Bicycle Network: Parkiteer Bike Cages
Tips 'n' Tricks
Here is where you'll find some handy little tips and tricks to make your commute to the station a little easier.
Parkiteer Cages help provide protection from the elements and provide keycard entry to registered users only. However, bike theft can still occur if kind-hearted users hold the door for other people. Bike security in a important aspect of the Parkiteer program and we try our hardest to monitor each cage within our network. For added security we can not stress how important it is to use a quality D-Lock.
A quality D-Lock is worth its weight in gold. The inital cost of purchasng a brand new D-Lock maybe daunting intially, but it is better to spend the money now that to replace an entire bike due to a cheap lock.
- Secure the D-Lock through the frame, against the secure parking rails provided in each cage
- Use an extra double loop cable secure your front or rear wheel
- Create a snug fit between the bicycle and the parking rail using the D-Lock
- Remove any items such as light and computers
Correct locking technique for standard flat top and Ned Kelly parking rail:
Note: The lock is placed through the frame and rear wheel and again the front wheel and frame for the Ned Kelly.

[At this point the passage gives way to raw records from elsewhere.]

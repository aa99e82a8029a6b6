use std::fs::{self, File};
use std::io::Read;
use std::path::{Path, PathBuf};

use md5::{Digest, Md5};
use serde::Deserialize;
use tracing::info;

use crate::domain::{
    gpu_model_from_listing, model_version_from_path, ArtifactStore, Credentials, DockerConfig,
    InferConfig, ModelVariant, StageStats, ENGINE_FILE_NAME, LABEL_FILE_NAME, MODELS_DIR_NAME,
};

#[derive(Debug, thiserror::Error)]
pub enum StageError {
    #[error("config error: {0}")]
    Config(String),
    #[error("could not extract a model version from {0:?}")]
    Extraction(String),
    #[error("credential error: {0}")]
    Credentials(String),
    #[error("gpu probe failed: {0}")]
    Probe(String),
    #[error("download failed for {url}: {reason}")]
    Network { url: String, reason: String },
    #[error("md5 mismatch for {}: expected {expected}, got {actual}", .path.display())]
    Integrity {
        path: PathBuf,
        expected: String,
        actual: String,
    },
    #[error("unsupported gpu model: {0:?}")]
    UnsupportedGpu(Option<String>),
    #[error("io error: {0}")]
    Io(#[from] std::io::Error),
}

/// Authenticated access to the artifact store. The real implementation shells
/// out to an HTTP client tool; tests substitute an in-memory fake.
pub trait ArtifactFetcher {
    /// Download `url` to `dest`. Timeouts and retries are the client tool's.
    fn fetch(&self, url: &str, credentials: &Credentials, dest: &Path) -> Result<(), StageError>;

    /// Raw body of the store's storage-metadata endpoint for `url`.
    fn storage_metadata(
        &self,
        url: &str,
        credentials: &Credentials,
    ) -> Result<String, StageError>;
}

/// Hardware enumeration. Returns the collaborator tool's raw stdout; parsing
/// stays in the domain so a fake can hand back canned listings.
pub trait GpuProbe {
    fn list_gpus(&self) -> Result<String, StageError>;
}

pub trait ProgressReporter {
    fn on_start(&self, model_dir: &Path);
    fn on_skip(&self, path: &Path);
    fn on_download(&self, url: &str);
    fn on_verified(&self, path: &Path);
    fn on_finish(&self, stats: &StageStats);
}

#[derive(Debug, Clone)]
pub struct StageOptions {
    pub config_path: PathBuf,
    pub output_dir: PathBuf,
    pub store: ArtifactStore,
    pub docker_config_json: Option<String>,
    pub registry_env: Option<String>,
}

#[derive(Debug, Deserialize)]
struct StorageMetadata {
    checksums: StorageChecksums,
}

#[derive(Debug, Deserialize)]
struct StorageChecksums {
    md5: String,
}

pub fn read_engine_path(path: &Path) -> Result<String, StageError> {
    let raw = fs::read_to_string(path)
        .map_err(|err| StageError::Config(format!("read {}: {err}", path.display())))?;
    let config: InferConfig = serde_yaml::from_str(&raw)
        .map_err(|err| StageError::Config(format!("parse {}: {err}", path.display())))?;
    Ok(config.property.model_engine_file)
}

pub fn resolve_credentials(
    docker_config_json: &str,
    registry_env: &str,
) -> Result<Credentials, StageError> {
    let config: DockerConfig = serde_json::from_str(docker_config_json)
        .map_err(|err| StageError::Credentials(format!("malformed registry secret: {err}")))?;
    let auth = config
        .auths
        .get(registry_env)
        .ok_or_else(|| StageError::Credentials(format!("no auth entry for {registry_env:?}")))?;

    if auth.username.is_empty() || auth.password.is_empty() {
        return Err(StageError::Credentials(
            "empty username or password".to_string(),
        ));
    }

    Ok(Credentials {
        username: auth.username.clone(),
        password: auth.password.clone(),
    })
}

pub fn file_md5(path: &Path) -> Result<String, StageError> {
    let mut file = File::open(path)?;
    let mut hasher = Md5::new();
    let mut buffer = [0u8; 4096];

    loop {
        let read = file.read(&mut buffer)?;
        if read == 0 {
            break;
        }
        hasher.update(&buffer[..read]);
    }

    Ok(format!("{:x}", hasher.finalize()))
}

pub fn verify_md5(path: &Path, expected: &str) -> Result<(), StageError> {
    let actual = file_md5(path)?;
    if actual != expected {
        return Err(StageError::Integrity {
            path: path.to_path_buf(),
            expected: expected.to_string(),
            actual,
        });
    }
    info!("md5 check passed for {}", path.display());
    Ok(())
}

fn expected_md5(
    fetcher: &dyn ArtifactFetcher,
    url: &str,
    credentials: &Credentials,
) -> Result<String, StageError> {
    let body = fetcher.storage_metadata(url, credentials)?;
    let metadata: StorageMetadata = serde_json::from_str(&body).map_err(|err| {
        StageError::Network {
            url: url.to_string(),
            reason: format!("invalid storage metadata: {err}"),
        }
    })?;
    Ok(metadata.checksums.md5)
}

fn download_and_verify(
    fetcher: &dyn ArtifactFetcher,
    progress: &dyn ProgressReporter,
    store: &ArtifactStore,
    version: &str,
    file_name: &str,
    dest: &Path,
    credentials: &Credentials,
) -> Result<(), StageError> {
    let url = store.download_url(version, file_name);
    progress.on_download(&url);
    fetcher.fetch(&url, credentials, dest)?;

    let expected = expected_md5(fetcher, &store.storage_url(version, file_name), credentials)?;
    verify_md5(dest, &expected)?;
    progress.on_verified(dest);
    Ok(())
}

/// Runs the whole staging pipeline: config, version, credentials, label file,
/// GPU probe, engine file. The engine file downloads under its
/// variant-qualified name and is renamed to the canonical name only after its
/// checksum verifies, so a mismatch leaves the staged file for inspection.
pub fn stage_artifacts(
    fetcher: &dyn ArtifactFetcher,
    probe: &dyn GpuProbe,
    progress: &dyn ProgressReporter,
    options: &StageOptions,
) -> Result<StageStats, StageError> {
    let engine_path = read_engine_path(&options.config_path)?;
    let version = model_version_from_path(&engine_path)
        .ok_or_else(|| StageError::Extraction(engine_path.clone()))?
        .to_string();
    info!("model version: {version}");

    let (Some(docker_config_json), Some(registry_env)) = (
        options.docker_config_json.as_deref(),
        options.registry_env.as_deref(),
    ) else {
        return Err(StageError::Credentials(
            "dockerconfigjson or JFROG_ENV not set".to_string(),
        ));
    };
    let credentials = resolve_credentials(docker_config_json, registry_env)?;

    let model_dir = options.output_dir.join(MODELS_DIR_NAME).join(&version);
    fs::create_dir_all(&model_dir)?;
    progress.on_start(&model_dir);

    let mut stats = StageStats::default();

    let label_path = model_dir.join(LABEL_FILE_NAME);
    if label_path.exists() {
        info!("label file already exists, skipping download");
        progress.on_skip(&label_path);
        stats.skipped += 1;
    } else {
        info!("label file not found, downloading");
        download_and_verify(
            fetcher,
            progress,
            &options.store,
            &version,
            LABEL_FILE_NAME,
            &label_path,
            &credentials,
        )?;
        stats.downloaded += 1;
        stats.verified += 1;
    }

    // The probe runs even when the engine file is already staged; a broken
    // probe should fail the deployment before the inference service starts.
    let listing = probe.list_gpus()?;
    let gpu_model = gpu_model_from_listing(&listing).map(str::to_string);

    let engine_target = model_dir.join(ENGINE_FILE_NAME);
    if engine_target.exists() {
        info!("model engine file already exists, skipping download");
        progress.on_skip(&engine_target);
        stats.skipped += 1;
    } else {
        let variant = gpu_model
            .as_deref()
            .and_then(ModelVariant::for_gpu)
            .ok_or_else(|| StageError::UnsupportedGpu(gpu_model.clone()))?;
        info!(
            "model engine file not found, downloading {} variant for {:?}",
            variant.as_str(),
            gpu_model
        );

        let artifact = variant.engine_artifact();
        let staged = model_dir.join(&artifact);
        download_and_verify(
            fetcher,
            progress,
            &options.store,
            &version,
            &artifact,
            &staged,
            &credentials,
        )?;
        fs::rename(&staged, &engine_target)?;
        stats.downloaded += 1;
        stats.verified += 1;
    }

    progress.on_finish(&stats);
    Ok(stats)
}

Note: For added security, use a double loop cable to secure the front wheel
Incorrect locking technique:
Note: The front wheel is only secure, the frame can be removed due to the quick release skewer.
The Winter Blues
1 August 2012 It’s that time of year again where the days are short and the nights are long and mercury is dropping into the single digits. A lot of tension and stress can be built up during the winter. Riding will help relax the muscles and release the tension that is building up from long cold days. Staying inside more and less exercise can lead to the winter blues. Riding each day, even the commute to the train station will release endorphins, adrenaline, serotonin, and dopamine; the release of these chemicals is what makes you feel good and may help you cut back on the morning coffee kick.

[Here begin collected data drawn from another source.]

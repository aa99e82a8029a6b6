use std::collections::HashMap;
use std::sync::LazyLock;

use regex::Regex;
use serde::Deserialize;

pub const DEFAULT_CONFIG_PATH: &str = "/config/config-infer-primary-bot.yaml";
pub const DEFAULT_OUTPUT_DIR: &str = "/output";
pub const DEFAULT_BASE_URL: &str = "https://colesgroup.jfrog.io/artifactory";
pub const DEFAULT_REPO: &str = "ieb-prod-generic-virtual";

pub const LABEL_FILE_NAME: &str = "labels.txt";
pub const ENGINE_FILE_NAME: &str = "model.onnx_b1_gpu0_fp16.engine";

/// Local staging directory under the output root. The remote store spells the
/// same segment with a hyphen.
pub const MODELS_DIR_NAME: &str = "deepstream_models";
pub const REMOTE_MODELS_SEGMENT: &str = "deepstream-models";

/// The slice of the inference config this tool consults.
#[derive(Debug, Deserialize)]
pub struct InferConfig {
    pub property: InferProperty,
}

#[derive(Debug, Deserialize)]
pub struct InferProperty {
    #[serde(rename = "model-engine-file")]
    pub model_engine_file: String,
}

/// Shape of the mounted Docker registry secret (`dockerconfigjson`).
#[derive(Debug, Deserialize)]
pub struct DockerConfig {
    pub auths: HashMap<String, RegistryAuth>,
}

#[derive(Debug, Default, Deserialize)]
pub struct RegistryAuth {
    #[serde(default)]
    pub username: String,
    #[serde(default)]
    pub password: String,
}

#[derive(Debug, Clone, PartialEq, Eq)]
pub struct Credentials {
    pub username: String,
    pub password: String,
}

static VERSION_PATTERN: LazyLock<Regex> =
    LazyLock::new(|| Regex::new(r"/output/deepstream_models/([^/]+)/").expect("version pattern"));

static GPU_NAME_PATTERN: LazyLock<Regex> =
    LazyLock::new(|| Regex::new(r": (.*)").expect("gpu name pattern"));

/// The segment between `/output/deepstream_models/` and the next separator.
pub fn model_version_from_path(path: &str) -> Option<&str> {
    VERSION_PATTERN
        .captures(path)?
        .get(1)
        .map(|segment| segment.as_str())
}

/// Everything after the first `": "` in a GPU enumeration line, e.g.
/// `GPU 0: NVIDIA A16-16Q (UUID: ...)`.
pub fn gpu_model_from_listing(listing: &str) -> Option<&str> {
    GPU_NAME_PATTERN
        .captures(listing)?
        .get(1)
        .map(|name| name.as_str())
}

#[derive(Debug, Clone, Copy, PartialEq, Eq)]
pub enum ModelVariant {
    A2,
    A16,
}

impl ModelVariant {
    /// Substring match against the probed GPU name. Anything that names
    /// neither variant has no precompiled engine.
    pub fn for_gpu(gpu_model: &str) -> Option<Self> {
        if gpu_model.contains("A2") {
            Some(ModelVariant::A2)
        } else if gpu_model.contains("A16") {
            Some(ModelVariant::A16)
        } else {
            None
        }
    }

    pub fn as_str(&self) -> &'static str {
        match self {
            ModelVariant::A2 => "A2",
            ModelVariant::A16 => "A16",
        }
    }

    /// Remote artifact name for this variant's engine file.
    pub fn engine_artifact(&self) -> String {
        format!("{}_{}", self.as_str(), ENGINE_FILE_NAME)
    }
}

#[derive(Debug, Clone)]
pub struct ArtifactStore {
    base_url: String,
    repo: String,
}

impl ArtifactStore {
    pub fn new(base_url: impl Into<String>, repo: impl Into<String>) -> Self {
        Self {
            base_url: base_url.into(),
            repo: repo.into(),
        }
    }

    pub fn download_url(&self, version: &str, file_name: &str) -> String {
        format!(
            "{}/{}/{}/{}/{}",
            self.base_url, self.repo, REMOTE_MODELS_SEGMENT, version, file_name
        )
    }

    /// Metadata endpoint whose JSON body carries `checksums.md5`.
    pub fn storage_url(&self, version: &str, file_name: &str) -> String {
        format!(
            "{}/api/storage/{}/{}/{}/{}",
            self.base_url, self.repo, REMOTE_MODELS_SEGMENT, version, file_name
        )
    }
}

#[derive(Debug, Default, Clone, Copy, PartialEq, Eq)]
pub struct StageStats {
    pub downloaded: u64,
    pub skipped: u64,
    pub verified: u64,
}

#[cfg(test)]
mod tests {
    use super::*;

    #[test]
    fn extracts_version_segment_from_engine_path() {
        assert_eq!(
            model_version_from_path("/output/deepstream_models/v3.2/model.onnx"),
            Some("v3.2")
        );
    }

    #[test]
    fn extraction_stops_at_the_next_separator() {
        assert_eq!(
            model_version_from_path("/output/deepstream_models/v3.2/resnet/model.onnx"),
            Some("v3.2")
        );
    }

    #[test]
    fn extraction_requires_prefix_and_closing_separator() {
        assert_eq!(model_version_from_path("/models/v3.2/model.onnx"), None);
        assert_eq!(model_version_from_path("/output/deepstream_models/v3.2"), None);
        assert_eq!(model_version_from_path(""), None);
    }

    #[test]
    fn selects_variant_by_gpu_substring() {
        assert_eq!(ModelVariant::for_gpu("NVIDIA A2"), Some(ModelVariant::A2));
        assert_eq!(
            ModelVariant::for_gpu("NVIDIA A16-16Q"),
            Some(ModelVariant::A16)
        );
        assert_eq!(ModelVariant::for_gpu("NVIDIA A100"), None);
        assert_eq!(ModelVariant::for_gpu(""), None);
    }

    #[test]
    fn engine_artifact_is_variant_prefixed() {
        assert_eq!(
            ModelVariant::A16.engine_artifact(),
            "A16_model.onnx_b1_gpu0_fp16.engine"
        );
    }

    #[test]
    fn gpu_model_follows_the_colon_separator() {
        let listing = "GPU 0: NVIDIA A16-16Q (UUID: GPU-5e2d)";
        assert_eq!(
            gpu_model_from_listing(listing),
            Some("NVIDIA A16-16Q (UUID: GPU-5e2d)")
        );
        assert_eq!(gpu_model_from_listing("no devices found"), None);
    }

    #[test]
    fn urls_follow_the_store_layout() {
        let store = ArtifactStore::new("https://host/artifactory", "release-repo");
        assert_eq!(
            store.download_url("v3.2", "labels.txt"),
            "https://host/artifactory/release-repo/deepstream-models/v3.2/labels.txt"
        );
        assert_eq!(
            store.storage_url("v3.2", "labels.txt"),
            "https://host/artifactory/api/storage/release-repo/deepstream-models/v3.2/labels.txt"
        );
    }
}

With spring just around the corner there is no better time than the present to get back on the bike if it’s been sitting there for last few weeks and fight those pesky winter blues.

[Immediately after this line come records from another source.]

use std::fs;
use std::io::Write;
use std::path::Path;
use std::process::Command;
use std::sync::Mutex;
use std::time::Duration;

use console::style;
use indicatif::{ProgressBar, ProgressDrawTarget, ProgressStyle};

use crate::application::{ArtifactFetcher, GpuProbe, ProgressReporter, StageError};
use crate::domain::{Credentials, StageStats};

/// Downloads through the `curl` binary, inheriting its connect timeout and
/// retry behavior instead of reimplementing either.
pub struct CurlFetcher;

impl CurlFetcher {
    pub fn new() -> Self {
        Self
    }
}

impl ArtifactFetcher for CurlFetcher {
    fn fetch(&self, url: &str, credentials: &Credentials, dest: &Path) -> Result<(), StageError> {
        let parent = match dest.parent() {
            Some(parent) if !parent.as_os_str().is_empty() => parent,
            _ => Path::new("."),
        };
        // -O writes the URL basename into the working directory; the rename
        // moves it onto the requested destination name.
        let file_name = url.rsplit('/').next().unwrap_or(url);

        let status = Command::new("curl")
            .args(["--connect-timeout", "30"])
            .args(["--retry", "3", "--retry-delay", "5"])
            .args([
                "--user",
                &format!("{}:{}", credentials.username, credentials.password),
            ])
            .args(["-s", "-S", "-f", "-O", url])
            .current_dir(parent)
            .status()
            .map_err(|err| StageError::Network {
                url: url.to_string(),
                reason: format!("spawn curl: {err}"),
            })?;

        if !status.success() {
            return Err(StageError::Network {
                url: url.to_string(),
                reason: format!("curl exited with {status}"),
            });
        }

        fs::rename(parent.join(file_name), dest).map_err(|err| StageError::Network {
            url: url.to_string(),
            reason: format!("rename to {}: {err}", dest.display()),
        })?;

        Ok(())
    }

    fn storage_metadata(
        &self,
        url: &str,
        credentials: &Credentials,
    ) -> Result<String, StageError> {
        let output = Command::new("curl")
            .args([
                "--user",
                &format!("{}:{}", credentials.username, credentials.password),
            ])
            .args(["-s", url])
            .output()
            .map_err(|err| StageError::Network {
                url: url.to_string(),
                reason: format!("spawn curl: {err}"),
            })?;

        if !output.status.success() {
            return Err(StageError::Network {
                url: url.to_string(),
                reason: format!("curl exited with {}", output.status),
            });
        }

        String::from_utf8(output.stdout).map_err(|err| StageError::Network {
            url: url.to_string(),
            reason: format!("non-utf8 metadata response: {err}"),
        })
    }
}

/// Enumerates GPUs through `nvidia-smi -L`.
pub struct NvidiaSmiProbe;

impl NvidiaSmiProbe {
    pub fn new() -> Self {
        Self
    }
}

impl GpuProbe for NvidiaSmiProbe {
    fn list_gpus(&self) -> Result<String, StageError> {
        let output = Command::new("nvidia-smi")
            .arg("-L")
            .output()
            .map_err(|err| StageError::Probe(format!("spawn nvidia-smi: {err}")))?;

        if !output.status.success() {
            return Err(StageError::Probe(format!(
                "nvidia-smi exited with {}",
                output.status
            )));
        }

        Ok(String::from_utf8_lossy(&output.stdout).trim().to_string())
    }
}

pub struct NoProgressReporter;

impl NoProgressReporter {
    pub fn new() -> Self {
        Self
    }
}

impl ProgressReporter for NoProgressReporter {
    fn on_start(&self, _model_dir: &Path) {}

    fn on_skip(&self, _path: &Path) {}

    fn on_download(&self, _url: &str) {}

    fn on_verified(&self, _path: &Path) {}

    fn on_finish(&self, _stats: &StageStats) {}
}

pub struct IndicatifProgressReporter {
    bar: ProgressBar,
}

impl IndicatifProgressReporter {
    pub fn new() -> Self {
        Self::with_draw_target(ProgressDrawTarget::stderr())
    }

    pub fn with_draw_target(draw_target: ProgressDrawTarget) -> Self {
        let bar = ProgressBar::with_draw_target(None, draw_target);
        let style = ProgressStyle::with_template("{spinner:.yellow} {msg:.blue}")
            .expect("invalid progress style template")
            .tick_chars("⣾⣽⣻⢿⡿⣟⣯⣷");
        bar.set_style(style);
        bar.enable_steady_tick(Duration::from_millis(120));

        Self { bar }
    }
}

impl ProgressReporter for IndicatifProgressReporter {
    fn on_start(&self, model_dir: &Path) {
        let _ = self
            .bar
            .println(format!("staging into: {}", model_dir.display()));
        self.bar.set_message("waiting");
    }

    fn on_skip(&self, path: &Path) {
        let message = format!("already present: {}", path.display());
        let _ = self.bar.println(style(message).dim().to_string());
    }

    fn on_download(&self, url: &str) {
        self.bar.set_message(format!("downloading {url}"));
    }

    fn on_verified(&self, path: &Path) {
        let _ = self.bar.println(format!("verified: {}", path.display()));
    }

    fn on_finish(&self, stats: &StageStats) {
        self.bar.disable_steady_tick();
        self.bar.finish_with_message(format_stats(stats));
    }
}

struct LineProgressState<W: Write> {
    writer: W,
    started: bool,
}

pub struct LineProgressReporter<W: Write + Send> {
    state: Mutex<LineProgressState<W>>,
}

impl LineProgressReporter<std::io::Stderr> {
    pub fn new() -> Self {
        Self::with_writer(std::io::stderr())
    }
}

impl<W: Write + Send> LineProgressReporter<W> {
    pub fn with_writer(writer: W) -> Self {
        Self {
            state: Mutex::new(LineProgressState {
                writer,
                started: false,
            }),
        }
    }

    pub fn into_inner(self) -> W {
        let state = match self.state.into_inner() {
            Ok(state) => state,
            Err(err) => err.into_inner(),
        };
        state.writer
    }

    fn write_line(&self, line: &str) {
        let mut state = match self.state.lock() {
            Ok(state) => state,
            Err(err) => err.into_inner(),
        };

        let _ = writeln!(state.writer, "{line}");
        let _ = state.writer.flush();
    }
}

impl<W: Write + Send> ProgressReporter for LineProgressReporter<W> {
    fn on_start(&self, model_dir: &Path) {
        let mut state = match self.state.lock() {
            Ok(state) => state,
            Err(err) => err.into_inner(),
        };

        if state.started {
            return;
        }

        let _ = writeln!(state.writer, "staging into: {}", model_dir.display());
        let _ = state.writer.flush();
        state.started = true;
    }

    fn on_skip(&self, path: &Path) {
        self.write_line(&format!("already present: {}", path.display()));
    }

    fn on_download(&self, url: &str) {
        self.write_line(&format!("downloading {url}"));
    }

    fn on_verified(&self, path: &Path) {
        self.write_line(&format!("verified: {}", path.display()));
    }

    fn on_finish(&self, stats: &StageStats) {
        self.write_line(&format_stats(stats));
    }
}

fn format_stats(stats: &StageStats) -> String {
    format!(
        "downloaded: {} skipped: {} verified: {}",
        stats.downloaded, stats.skipped, stats.verified
    )
}
pub mod application;
pub mod domain;
pub mod infrastructure;

pub use crate::application::{
    file_md5, read_engine_path, resolve_credentials, stage_artifacts, verify_md5, ArtifactFetcher,
    GpuProbe, ProgressReporter, StageError, StageOptions,
};
pub use crate::domain::{
    gpu_model_from_listing, model_version_from_path, ArtifactStore, Credentials, ModelVariant,
    StageStats, DEFAULT_BASE_URL, DEFAULT_CONFIG_PATH, DEFAULT_OUTPUT_DIR, DEFAULT_REPO,
    ENGINE_FILE_NAME, LABEL_FILE_NAME,
};
pub use crate::infrastructure::{
    CurlFetcher, IndicatifProgressReporter, LineProgressReporter, NoProgressReporter,
    NvidiaSmiProbe,
};
//! Core logic for the Hi-Lo number-guessing game.
//!
//! This crate contains everything the game needs except the interactive
//! surface and the background thread that drives it:
//!
//! - [`draw_secret`]: uniform secret selection within a validated range
//! - [`evaluate`]: the single source of truth for win/hint classification
//! - [`GameSession`]: the round lifecycle state machine
//!
//! All of it is synchronous and free of GUI or threading dependencies, so the
//! evaluation contract can be exercised directly by tests.

pub use self::{evaluate::*, secret::*, session::*};

mod evaluate;
mod secret;
mod session;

If you are inspired to get back on the bike and ride through the winter, then here are some handy little tips to make that commute to the train station so much more bearable:
1. Check your lights – make sure they fresh batteries if they haven’t been used in a while
2. Gloves – extremities are most effected by the cold; and,
3. Rain jacket - even if it’s not raining a wind-proof jacket will help reduce the wind chill when riding in low temperatures.
For extra tips, click here.
“Colder Rides Melt Pounds: The journal Obesity Reviews reports that spending too much time in artificially heated environments can cause weight gain, while hanging out in the cold may help you get lean. The common link is brown fat, which, unlike regular fat, burns calories instead of storing them. The catch: Brown fat is activated only by cold temps. If that doesn’t get you out the door, maybe this will: Fully activated brown fat can raise your resting metabolism by 20 percent – enough to trim off nine pounds a year.”